Dex inhaled, sharp, and turned to see Jack next to him. He nodded. “Yeah. Yes.” He looked back at the picture. “Thought I would drop by on my way home from work.”

Jack frowned and said, “I thought you didn’t work on Saturdays.”

“I don’t, usually.” Dex traced the path of Bitty’s laughing body, the focal point of the piece. “But with everything with Nursey, I had to go in.”

“Everything with Nursey?”

Dex stared at Bitty’s sangria stained mouth for a moment before he heard Jack’s words. He turned, frowning. “You don’t know?”

Jack shook his head. “Ford called and told me to call Tater and ask him if Georgia believed you. That’s all I was told.”

“You didn’t see the _Times_ this morning?”

“Oh. No.” A soft flush covered Jack’s cheeks. “I was running late this morning. Bitty had been—well.”

“Huh.”

“What happened?” Jack asked, not worried exactly, just sort of curious.

Dex said, “He published—we had a contract with Falconers for a short story and he published it this morning in the _Times_.”

“Oh,” Jack said, as if Dex had told him that Nursey brought him the wrong coffee order.

Dex laughed, a huff of air through an open smile.

“Did you fix it?” Jack asked, when Dex didn’t say anything more.

“Almost.”

Jack nodded. “That’s good.”

“Hmm.” Dex stared at Nursey, his hands on the pitcher, Dex’s shirt. “Do you still have the film from the rest of this?”

“After Nursey tripped? Yes.
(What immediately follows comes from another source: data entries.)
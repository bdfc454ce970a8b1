//! The seam between interaction policy and the browser library.
//!
//! Everything above this trait (locators, page objects, the factory) talks
//! to a `PageDriver`; [`crate::cdp::CdpDriver`] implements it over
//! chromiumoxide and [`crate::mock::MockDriver`] implements it in memory.

use std::sync::Arc;

use async_trait::async_trait;
use serde_json::Value;

use crate::error::{Error, Result};
use crate::visibility::{self, ElementState};

/// One browser page (tab), addressed by CSS selectors.
///
/// Element-level methods take the index of a match in document order, the
/// same order [`PageDriver::probe`] reports.
#[async_trait]
pub trait PageDriver: Send + Sync {
    /// Navigate to `url` and wait for the load to finish.
    async fn goto(&self, url: &str) -> Result<()>;

    async fn url(&self) -> Result<String>;

    async fn title(&self) -> Result<String>;

    /// Full HTML of the current document.
    async fn content(&self) -> Result<String>;

    /// Evaluate a JavaScript expression and return its JSON value
    /// (`Value::Null` for `undefined`).
    async fn evaluate(&self, script: &str) -> Result<Value>;

    /// Visibility state of every match of `selector`.
    async fn probe(&self, selector: &str) -> Result<Vec<ElementState>> {
        let script = visibility::probe_script(selector)?;
        let value = self.evaluate(&script).await?;
        serde_json::from_value(value).map_err(|e| Error::JsError(e.to_string()))
    }

    /// Native click on the `index`-th match.
    async fn click_nth(&self, selector: &str, index: usize) -> Result<()>;

    /// Clear the `index`-th match and type `text` into it.
    async fn fill_nth(&self, selector: &str, index: usize, text: &str) -> Result<()>;

    async fn scroll_nth_into_view(&self, selector: &str, index: usize) -> Result<()>;

    async fn text_nth(&self, selector: &str, index: usize) -> Result<String>;

    /// Press a key (e.g. "Enter", "Tab") on the focused element.
    async fn press_key(&self, key: &str) -> Result<()>;

    /// PNG screenshot of the viewport.
    async fn screenshot(&self) -> Result<Vec<u8>>;

    async fn close(&self) -> Result<()>;
}

/// Shared handle to a page driver.
pub type DriverRef = Arc<dyn PageDriver>;
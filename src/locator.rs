//! Lazily re-resolved element references.
//!
//! A [`Locator`] is only a selector plus the page and settings it should be
//! resolved against. Each operation probes the DOM again, so a locator kept
//! in a page object stays valid across navigations and re-renders.

use std::sync::Arc;
use std::time::Duration;

use tokio::time::Instant;
use tracing::{debug, warn};

use crate::config::TestConfiguration;
use crate::driver::{DriverRef, PageDriver};
use crate::error::{Error, Result};
use crate::highlight;
use crate::visibility::{self, VisibilityFilter};

enum Interaction<'a> {
    Click,
    Fill(&'a str),
}

impl Interaction<'_> {
    fn name(&self) -> &'static str {
        match self {
            Interaction::Click => "click",
            Interaction::Fill(_) => "fill",
        }
    }
}

#[derive(Clone)]
pub struct Locator {
    selector: String,
    driver: DriverRef,
    config: Arc<TestConfiguration>,
    filter: VisibilityFilter,
    timeout: Duration,
}

impl std::fmt::Debug for Locator {
    fn fmt(&self, f: &mut std::fmt::Formatter<'_>) -> std::fmt::Result {
        f.debug_struct("Locator")
            .field("selector", &self.selector)
            .field("filter", &self.filter)
            .field("timeout", &self.timeout)
            .finish()
    }
}

impl Locator {
    /// Timeout and filter default from `config.execution`.
    pub fn new(
        driver: DriverRef,
        config: Arc<TestConfiguration>,
        selector: impl Into<String>,
    ) -> Self {
        let mut filter = VisibilityFilter::visible();
        if config.execution.strict_in_viewport {
            filter = filter.in_viewport();
        }
        let timeout = config.execution.element_timeout();
        Self {
            selector: selector.into(),
            driver,
            config,
            filter,
            timeout,
        }
    }

    pub fn selector(&self) -> &str {
        &self.selector
    }

    pub fn timeout(&self) -> Duration {
        self.timeout
    }

    pub fn filter(&self) -> VisibilityFilter {
        self.filter
    }

    pub fn driver(&self) -> &dyn PageDriver {
        self.driver.as_ref()
    }

    pub fn with_timeout(mut self, timeout: Duration) -> Self {
        self.timeout = timeout;
        self
    }

    pub fn with_filter(mut self, filter: VisibilityFilter) -> Self {
        self.filter = filter;
        self
    }

    /// Number of current DOM matches, visible or not.
    pub async fn count(&self) -> Result<usize> {
        visibility::check_selector(&self.selector)?;
        Ok(self.driver.probe(&self.selector).await?.len())
    }

    /// Whether any match is visible right now. Does not wait.
    pub async fn is_visible(&self) -> Result<bool> {
        visibility::check_selector(&self.selector)?;
        let states = self.driver.probe(&self.selector).await?;
        Ok(visibility::first_match(&states, &VisibilityFilter::visible()).is_some())
    }

    /// Wait until at least one element matches, visible or not.
    pub async fn wait_for(&self) -> Result<()> {
        visibility::check_selector(&self.selector)?;
        let started = Instant::now();
        loop {
            if !self.driver.probe(&self.selector).await?.is_empty() {
                return Ok(());
            }
            if !self.pause(started).await {
                return Err(Error::Timeout(format!(
                    "{} to be attached after {:?}",
                    self.selector, self.timeout
                )));
            }
        }
    }

    /// Wait until some match passes the locator's filter; returns its index.
    pub async fn wait_for_visible(&self) -> Result<usize> {
        self.poll_first(&self.filter)
            .await?
            .ok_or_else(|| self.timeout_error(&self.filter))
    }

    /// Click the first match passing the filter.
    ///
    /// `Ok(false)` when nothing qualified within the timeout; other failures
    /// are still returned as errors.
    pub async fn click_only_visible(&self) -> Result<bool> {
        let acted = self
            .act_on_first_visible(&self.filter, Interaction::Click)
            .await?;
        Ok(acted.is_some())
    }

    /// Fill the first visible, editable match. See [`Locator::click_only_visible`].
    pub async fn fill_only_visible(&self, text: &str) -> Result<bool> {
        let filter = self.filter.editable();
        let acted = self
            .act_on_first_visible(&filter, Interaction::Fill(text))
            .await?;
        Ok(acted.is_some())
    }

    /// Like [`Locator::click_only_visible`] but a miss is an [`Error::Timeout`].
    pub async fn click_first_visible(&self) -> Result<()> {
        self.act_on_first_visible(&self.filter, Interaction::Click)
            .await?
            .map(|_| ())
            .ok_or_else(|| self.timeout_error(&self.filter))
    }

    /// Like [`Locator::fill_only_visible`] but a miss is an [`Error::Timeout`].
    pub async fn fill_first_visible(&self, text: &str) -> Result<()> {
        let filter = self.filter.editable();
        self.act_on_first_visible(&filter, Interaction::Fill(text))
            .await?
            .map(|_| ())
            .ok_or_else(|| self.timeout_error(&filter))
    }

    /// Click the first DOM match once one is attached.
    pub async fn click(&self) -> Result<()> {
        self.wait_for().await?;
        self.perform(0, &Interaction::Click).await
    }

    /// Fill the first DOM match once one is attached.
    pub async fn fill(&self, text: &str) -> Result<()> {
        self.wait_for().await?;
        self.perform(0, &Interaction::Fill(text)).await
    }

    /// Text of the first visible match.
    pub async fn text(&self) -> Result<String> {
        let index = self.wait_for_visible().await?;
        self.driver.text_nth(&self.selector, index).await
    }

    async fn act_on_first_visible(
        &self,
        filter: &VisibilityFilter,
        interaction: Interaction<'_>,
    ) -> Result<Option<usize>> {
        let Some(index) = self.poll_first(filter).await? else {
            warn!(
                selector = %self.selector,
                filter = %filter.describe(),
                timeout_ms = self.timeout.as_millis() as u64,
                "no qualifying element for {}",
                interaction.name()
            );
            return Ok(None);
        };
        if !filter.in_viewport {
            self.driver
                .scroll_nth_into_view(&self.selector, index)
                .await?;
        }
        self.perform(index, &interaction).await?;
        Ok(Some(index))
    }

    async fn perform(&self, index: usize, interaction: &Interaction<'_>) -> Result<()> {
        if let Err(e) = highlight::highlight(
            self.driver.as_ref(),
            &self.selector,
            index,
            &self.config.execution,
        )
        .await
        {
            warn!(selector = %self.selector, error = %e, "highlight failed");
        }
        debug!(selector = %self.selector, index, "{}", interaction.name());
        match interaction {
            Interaction::Click => self.driver.click_nth(&self.selector, index).await,
            Interaction::Fill(text) => self.driver.fill_nth(&self.selector, index, text).await,
        }
    }

    async fn poll_first(&self, filter: &VisibilityFilter) -> Result<Option<usize>> {
        visibility::check_selector(&self.selector)?;
        let started = Instant::now();
        loop {
            let states = self.driver.probe(&self.selector).await?;
            if let Some(index) = visibility::first_match(&states, filter) {
                return Ok(Some(index));
            }
            if !self.pause(started).await {
                return Ok(None);
            }
        }
    }

    /// Sleep one poll interval, clipped to the remaining timeout. Returns
    /// false once the timeout has been used up.
    async fn pause(&self, started: Instant) -> bool {
        let remaining = self.timeout.saturating_sub(started.elapsed());
        if remaining.is_zero() {
            return false;
        }
        let interval = self.config.execution.poll_interval();
        tokio::time::sleep(interval.min(remaining)).await;
        true
    }

    fn timeout_error(&self, filter: &VisibilityFilter) -> Error {
        Error::Timeout(format!(
            "{} to be {} after {:?}",
            self.selector,
            filter.describe(),
            self.timeout
        ))
    }
}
Somewhere.”

Nursey had been so dumbfounded after he’d dropped the pitcher. Everyone had died laughing, Dex included. His stomach hurt so much that he’d curled over, holding it, and when he finally could hold himself upright, he saw Nursey grinning, wide and almost disbelieving. “I ruined your shirt,” he said, eyes twinkling, and it had set Dex off again and Nursey had laughed back and—and he had just been so _happy_.
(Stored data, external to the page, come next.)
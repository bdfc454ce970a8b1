use std::future::Future;
use std::time::Duration;

use tracing::{debug, warn};

use crate::config::ExecutionSettings;

/// Fixed-count, fixed-delay retry. No backoff, no jitter.
#[derive(Debug, Clone, Copy, PartialEq, Eq)]
pub struct RetryPolicy {
    pub max_attempts: u32,
    pub delay: Duration,
}

impl Default for RetryPolicy {
    fn default() -> Self {
        Self {
            max_attempts: 3,
            delay: Duration::from_millis(1_000),
        }
    }
}

impl RetryPolicy {
    pub fn new(max_attempts: u32, delay: Duration) -> Self {
        Self {
            max_attempts,
            delay,
        }
    }

    pub fn from_config(settings: &ExecutionSettings) -> Self {
        Self::new(
            settings.retry_count,
            Duration::from_millis(settings.retry_delay_ms),
        )
    }
}

/// Run `op` until it succeeds or `policy.max_attempts` attempts have failed,
/// sleeping `policy.delay` between attempts. The last error is returned as
/// is. A policy of zero attempts still runs `op` once.
pub async fn retry<T, E, F, Fut>(policy: RetryPolicy, mut op: F) -> Result<T, E>
where
    F: FnMut() -> Fut,
    Fut: Future<Output = Result<T, E>>,
    E: std::fmt::Display,
{
    let attempts = policy.max_attempts.max(1);
    let mut attempt = 1;
    loop {
        match op().await {
            Ok(value) => {
                if attempt > 1 {
                    debug!(attempt, "succeeded after retry");
                }
                return Ok(value);
            }
            Err(e) if attempt < attempts => {
                warn!(attempt, max_attempts = attempts, error = %e, "attempt failed, retrying");
                tokio::time::sleep(policy.delay).await;
                attempt += 1;
            }
            Err(e) => return Err(e),
        }
    }
}

#[cfg(test)]
mod tests {
    use super::*;
    use std::sync::atomic::{AtomicU32, Ordering};

    use crate::error::Error;

    fn quick(attempts: u32) -> RetryPolicy {
        RetryPolicy::new(attempts, Duration::from_millis(1))
    }

    #[tokio::test]
    async fn persistent_failure_runs_max_attempts_and_keeps_last_error() {
        let calls = AtomicU32::new(0);
        let result: Result<(), Error> = retry(quick(4), || async {
            let n = calls.fetch_add(1, Ordering::SeqCst) + 1;
            Err(Error::ElementNotFound(format!("attempt {n}")))
        })
        .await;

        assert_eq!(calls.load(Ordering::SeqCst), 4);
        match result {
            Err(Error::ElementNotFound(msg)) => assert_eq!(msg, "attempt 4"),
            other => panic!("unexpected result: {other:?}"),
        }
    }

    #[tokio::test]
    async fn stops_at_first_success() {
        let calls = AtomicU32::new(0);
        let value = retry(quick(5), || async {
            let n = calls.fetch_add(1, Ordering::SeqCst) + 1;
            if n < 3 {
                Err(Error::Timeout("not yet".into()))
            } else {
                Ok(n)
            }
        })
        .await
        .unwrap();

        assert_eq!(value, 3);
        assert_eq!(calls.load(Ordering::SeqCst), 3);
    }

    #[tokio::test]
    async fn zero_attempts_still_runs_once() {
        let calls = AtomicU32::new(0);
        let _: Result<(), Error> = retry(quick(0), || async {
            calls.fetch_add(1, Ordering::SeqCst);
            Err(Error::Timeout("x".into()))
        })
        .await;
        assert_eq!(calls.load(Ordering::SeqCst), 1);
    }

    #[tokio::test(start_paused = true)]
    async fn waits_the_fixed_delay_between_attempts() {
        let started = tokio::time::Instant::now();
        let _: Result<(), Error> = retry(RetryPolicy::new(3, Duration::from_secs(2)), || async {
            Err(Error::Timeout("x".into()))
        })
        .await;
        let elapsed = started.elapsed();
        assert!(elapsed >= Duration::from_secs(4) && elapsed < Duration::from_secs(5));
    }

    #[test]
    fn policy_reads_execution_settings() {
        let settings = ExecutionSettings {
            retry_count: 2,
            retry_delay_ms: 250,
            ..ExecutionSettings::default()
        };
        assert_eq!(
            RetryPolicy::from_config(&settings),
            RetryPolicy::new(2, Duration::from_millis(250))
        );
    }
}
After that, Dex had gotten them the deal with Falconers. Stuff with his other clients had gotten intense, and so he’d mostly spoken to Nursey over the phone. “Are you keeping up with the deadlines?” he’d ask and Nursey would say, “Yes, Dexy-darling.” They’d seen each other once since the beach, at a party at Shitty and Lardo’s a week or so back. Nursey had started drinking early, and Dex had ended up leaving before everyone else to get Nursey back into bed before he’d fallen asleep somewhere less favorable. Maneuvering a drunken Nursey was unfortunately one of Dex’s more practiced skills, and as he’d been trying to keep Nursey upright and unlock his door at the same time, Nursey had begun to recite an Emily Dickinson poem.

“So we must meet apart,” Nursey said, mouth moving against the skin of Dex’s neck. “You there—I here. With just the door ajar. That oceans are and prayer and that white sustenance, despair.”
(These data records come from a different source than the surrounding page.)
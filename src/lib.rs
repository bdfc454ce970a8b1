pub mod blocking;
pub mod browser;
pub mod cdp;
pub mod config;
pub mod driver;
pub mod element;
pub mod error;
pub mod factory;
pub mod highlight;
pub mod js_actions;
pub mod locator;
pub mod logging;
pub mod mock;
pub mod report;
pub mod retry;
pub mod session;
pub mod visibility;

pub use blocking::BlockingRunner;
pub use browser::{BrowserManager, ContextId, PageProvider};
pub use cdp::CdpDriver;
pub use config::{BrowserBuilder, TestConfiguration};
pub use driver::{DriverRef, PageDriver};
pub use error::{Error, Result};
pub use factory::{PageContext, PageFactory, PageObject};
pub use locator::Locator;
pub use mock::{MockBrowser, MockDriver};
pub use report::ReportWriter;
pub use retry::{retry, RetryPolicy};
pub use session::{Outcome, TestCase, TestSuite};
pub use visibility::{ElementState, VisibilityFilter};
//! Temporary outline around the element about to be acted on, so headed
//! runs and failure screenshots show what the test touched.

use std::time::Duration;

use tracing::debug;

use crate::config::ExecutionSettings;
use crate::driver::PageDriver;
use crate::error::Result;

pub const HIGHLIGHT_STYLE: &str = "3px solid #ff2d55";

/// Script that outlines the `index`-th match of `selector` and restores its
/// original outline after `duration` on the page's own timer.
///
/// The original outline is stored on the element the first time and a
/// pending restore is cancelled, so back-to-back highlights of the same
/// element still end with the original style.
pub fn highlight_script(selector: &str, index: usize, duration: Duration) -> Result<String> {
    let selector_js = serde_json::to_string(selector)?;
    let style_js = serde_json::to_string(HIGHLIGHT_STYLE)?;
    let millis = duration.as_millis();
    Ok(format!(
        r#"
        (() => {{
            const el = document.querySelectorAll({selector_js})[{index}];
            if (!el) return false;
            if (el.dataset.pageflowOutline === undefined) {{
                el.dataset.pageflowOutline = el.style.outline;
            }}
            if (el.pageflowHighlightTimer) clearTimeout(el.pageflowHighlightTimer);
            el.style.outline = {style_js};
            el.pageflowHighlightTimer = setTimeout(() => {{
                el.style.outline = el.dataset.pageflowOutline;
                delete el.dataset.pageflowOutline;
                delete el.pageflowHighlightTimer;
            }}, {millis});
            return true;
        }})()
        "#
    ))
}

/// Outline the element if highlighting is enabled with a non-zero duration.
///
/// Returns whether a highlight was applied. Never sleeps: removal is
/// scheduled in the page, so the action proceeds while the outline shows.
pub async fn highlight(
    driver: &dyn PageDriver,
    selector: &str,
    index: usize,
    settings: &ExecutionSettings,
) -> Result<bool> {
    let duration = settings.highlight_duration();
    if !settings.highlight_elements || duration.is_zero() {
        return Ok(false);
    }
    let script = highlight_script(selector, index, duration)?;
    let applied = driver.evaluate(&script).await?.as_bool().unwrap_or(false);
    debug!(selector, index, applied, "highlight");
    Ok(applied)
}
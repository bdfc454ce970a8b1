use std::path::{Path, PathBuf};
use std::str::FromStr;
use std::time::Duration;

use serde::{Deserialize, Serialize};

use crate::browser::BrowserManager;
use crate::error::{Error, Result};

/// Name of the root table every configuration file must carry.
pub const ROOT_SECTION: &str = "test_settings";

/// Prefix of the environment variables that override file settings.
pub const ENV_PREFIX: &str = "PAGEFLOW_";

/// Variable naming the configuration file, set by `pageflow-run --config`.
pub const CONFIG_PATH_VAR: &str = "PAGEFLOW_CONFIG";

pub const DEFAULT_CONFIG_PATH: &str = "pageflow.toml";

/// The configuration file to use: `$PAGEFLOW_CONFIG`, else `pageflow.toml`.
pub fn config_path() -> PathBuf {
    std::env::var_os(CONFIG_PATH_VAR)
        .map(PathBuf::from)
        .unwrap_or_else(|| PathBuf::from(DEFAULT_CONFIG_PATH))
}

/// The full settings tree for one test run. Loaded once, then shared
/// read-only behind an `Arc`.
#[derive(Debug, Clone, Default, PartialEq, Serialize, Deserialize)]
#[serde(default)]
pub struct TestConfiguration {
    pub browser: BrowserSettings,
    pub application: ApplicationSettings,
    pub execution: ExecutionSettings,
    pub reporting: ReportingSettings,
    pub logging: LoggingSettings,
}

#[derive(Debug, Clone, PartialEq, Serialize, Deserialize)]
#[serde(default)]
pub struct BrowserSettings {
    /// `chromium`, `chrome` or `msedge`.
    pub kind: String,
    pub headless: bool,
    pub viewport_width: u32,
    pub viewport_height: u32,
    pub executable_path: Option<String>,
    /// Extra Chrome flags, without the leading `--`.
    pub launch_args: Vec<String>,
    /// Default timeout for browser operations (default: 30s).
    pub default_timeout_ms: u64,
    pub navigation_timeout_ms: u64,
}

impl Default for BrowserSettings {
    fn default() -> Self {
        Self {
            kind: "chromium".into(),
            headless: true,
            viewport_width: 1920,
            viewport_height: 1080,
            executable_path: None,
            launch_args: Vec::new(),
            default_timeout_ms: 30_000,
            navigation_timeout_ms: 60_000,
        }
    }
}

impl BrowserSettings {
    pub fn default_timeout(&self) -> Duration {
        Duration::from_millis(self.default_timeout_ms)
    }

    pub fn navigation_timeout(&self) -> Duration {
        Duration::from_millis(self.navigation_timeout_ms)
    }
}

/// The application under test.
#[derive(Debug, Clone, PartialEq, Serialize, Deserialize)]
#[serde(default)]
pub struct ApplicationSettings {
    pub base_url: String,
    pub environment: String,
    pub username: Option<String>,
    pub password: Option<String>,
}

impl Default for ApplicationSettings {
    fn default() -> Self {
        Self {
            base_url: "http://localhost:3000".into(),
            environment: "local".into(),
            username: None,
            password: None,
        }
    }
}

impl ApplicationSettings {
    /// Join `path` onto the base URL with exactly one slash between them.
    pub fn url(&self, path: &str) -> String {
        if path.is_empty() {
            return self.base_url.clone();
        }
        format!(
            "{}/{}",
            self.base_url.trim_end_matches('/'),
            path.trim_start_matches('/')
        )
    }
}

/// Knobs for element interaction: waits, retries, highlighting.
#[derive(Debug, Clone, PartialEq, Serialize, Deserialize)]
#[serde(default)]
pub struct ExecutionSettings {
    pub element_timeout_ms: u64,
    pub poll_interval_ms: u64,
    pub retry_count: u32,
    pub retry_delay_ms: u64,
    pub highlight_elements: bool,
    pub highlight_duration_ms: u64,
    /// Visibility-aware helpers also require the element to be inside the viewport.
    pub strict_in_viewport: bool,
    pub screenshot_on_failure: bool,
}

impl Default for ExecutionSettings {
    fn default() -> Self {
        Self {
            element_timeout_ms: 10_000,
            poll_interval_ms: 100,
            retry_count: 3,
            retry_delay_ms: 1_000,
            highlight_elements: false,
            highlight_duration_ms: 500,
            strict_in_viewport: false,
            screenshot_on_failure: true,
        }
    }
}

impl ExecutionSettings {
    pub fn element_timeout(&self) -> Duration {
        Duration::from_millis(self.element_timeout_ms)
    }

    pub fn poll_interval(&self) -> Duration {
        // A zero interval would spin the probe loop.
        Duration::from_millis(self.poll_interval_ms.max(1))
    }

    pub fn highlight_duration(&self) -> Duration {
        Duration::from_millis(self.highlight_duration_ms)
    }
}

#[derive(Debug, Clone, PartialEq, Serialize, Deserialize)]
#[serde(default)]
pub struct ReportingSettings {
    pub results_dir: String,
    pub allure_enabled: bool,
    pub attach_page_source: bool,
}

impl Default for ReportingSettings {
    fn default() -> Self {
        Self {
            results_dir: "test-results".into(),
            allure_enabled: true,
            attach_page_source: true,
        }
    }
}

#[derive(Debug, Clone, PartialEq, Serialize, Deserialize)]
#[serde(default)]
pub struct LoggingSettings {
    /// `tracing` filter directive, e.g. `info` or `pageflow=debug`.
    pub level: String,
    pub json: bool,
}

impl Default for LoggingSettings {
    fn default() -> Self {
        Self {
            level: "info".into(),
            json: false,
        }
    }
}

#[derive(Deserialize)]
struct ConfigFile {
    test_settings: Option<TestConfiguration>,
}

impl TestConfiguration {
    /// Read a TOML file, then apply `PAGEFLOW_*` overrides from the process
    /// environment.
    pub fn load(path: impl AsRef<Path>) -> Result<Self> {
        let path = path.as_ref();
        let raw = std::fs::read_to_string(path).map_err(|e| {
            Error::Config(format!("cannot read {}: {e}", path.display()))
        })?;
        let mut config = Self::from_toml_str(&raw)?;
        config.apply_overrides(|key| std::env::var(key).ok())?;
        Ok(config)
    }

    /// Parse a TOML document. The `[test_settings]` table must be present;
    /// every field inside it is optional.
    pub fn from_toml_str(raw: &str) -> Result<Self> {
        let file: ConfigFile = toml::from_str(raw)?;
        file.test_settings
            .ok_or_else(|| Error::ConfigMissing(ROOT_SECTION.into()))
    }

    /// Apply overrides looked up by full variable name (e.g. `PAGEFLOW_HEADLESS`).
    pub fn apply_overrides<F>(&mut self, lookup: F) -> Result<()>
    where
        F: Fn(&str) -> Option<String>,
    {
        let get = |name: &str| lookup(&format!("{ENV_PREFIX}{name}"));

        if let Some(v) = get("BROWSER") {
            self.browser.kind = v;
        }
        if let Some(v) = get("HEADLESS") {
            self.browser.headless = parse_override("HEADLESS", &v)?;
        }
        if let Some(v) = get("TIMEOUT_MS") {
            self.browser.default_timeout_ms = parse_override("TIMEOUT_MS", &v)?;
        }
        if let Some(v) = get("ELEMENT_TIMEOUT_MS") {
            self.execution.element_timeout_ms = parse_override("ELEMENT_TIMEOUT_MS", &v)?;
        }
        if let Some(v) = get("BASE_URL") {
            self.application.base_url = v;
        }
        if let Some(v) = get("ENVIRONMENT") {
            self.application.environment = v;
        }
        if let Some(v) = get("USERNAME") {
            self.application.username = Some(v);
        }
        if let Some(v) = get("PASSWORD") {
            self.application.password = Some(v);
        }
        if let Some(v) = get("RETRY_COUNT") {
            self.execution.retry_count = parse_override("RETRY_COUNT", &v)?;
        }
        if let Some(v) = get("HIGHLIGHT") {
            self.execution.highlight_elements = parse_override("HIGHLIGHT", &v)?;
        }
        if let Some(v) = get("RESULTS_DIR") {
            self.reporting.results_dir = v;
        }
        if let Some(v) = get("LOG_LEVEL") {
            self.logging.level = v;
        }
        Ok(())
    }
}

fn parse_override<T: FromStr>(name: &str, value: &str) -> Result<T> {
    value.trim().parse().map_err(|_| {
        Error::Config(format!("{ENV_PREFIX}{name}: cannot parse {value:?}"))
    })
}

/// Builder for [`BrowserSettings`], for tests that launch a browser without a
/// configuration file.
pub struct BrowserBuilder {
    settings: BrowserSettings,
}

impl BrowserBuilder {
    pub fn new() -> Self {
        Self {
            settings: BrowserSettings::default(),
        }
    }

    pub fn kind(mut self, kind: impl Into<String>) -> Self {
        self.settings.kind = kind.into();
        self
    }

    pub fn headless(mut self, headless: bool) -> Self {
        self.settings.headless = headless;
        self
    }

    pub fn viewport(mut self, width: u32, height: u32) -> Self {
        self.settings.viewport_width = width;
        self.settings.viewport_height = height;
        self
    }

    pub fn chrome_path(mut self, path: impl Into<String>) -> Self {
        self.settings.executable_path = Some(path.into());
        self
    }

    /// Set the default timeout for browser operations.
    pub fn timeout(mut self, timeout: Duration) -> Self {
        self.settings.default_timeout_ms = timeout.as_millis() as u64;
        self
    }

    /// Add a Chrome flag, e.g. `"lang=en-US"`.
    pub fn arg(mut self, arg: impl Into<String>) -> Self {
        self.settings.launch_args.push(arg.into());
        self
    }

    pub fn build_settings(self) -> BrowserSettings {
        self.settings
    }

    pub async fn launch(self) -> Result<BrowserManager> {
        BrowserManager::launch(&self.build_settings()).await
    }
}

impl Default for BrowserBuilder {
    fn default() -> Self {
        Self::new()
    }
}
Dex had gone home and looked up the line, remembering it from something. He’d found it in that old mathematics notebook, the one he’d used to store the lines of poetry Nursey wrote on him. He found the poem itself in a book he didn’t remember buying. The first stanza had made him sad when he’d read it, and made him sad again now, thinking of it. _I cannot live with You – It would be Life – And Life is over there – Behind the Shelf_.

“Dex?”

“Yes, yes, sorry.” Dex shook his head and turned to Jack. “Another great exhibit, as always.”

Jack smiled, even as confusion persisted in the crinkles next to his eyes. No artist could resist a compliment. “Thanks,” he said. “I’m glad you could make it.”

“Me too.”

The silence dragged for a moment before another patron of the gallery noticed that the photographer was there and drew Jack’s attention away. Dex got his briefcase from the coat check and walked back onto the street to find the sun much lower in the sky than it had been when he’d walked in. He hurried back home to shower and change into clothes more appropriate for a Saturday. He made himself a small dinner, ate it alone in his dining room, quiet.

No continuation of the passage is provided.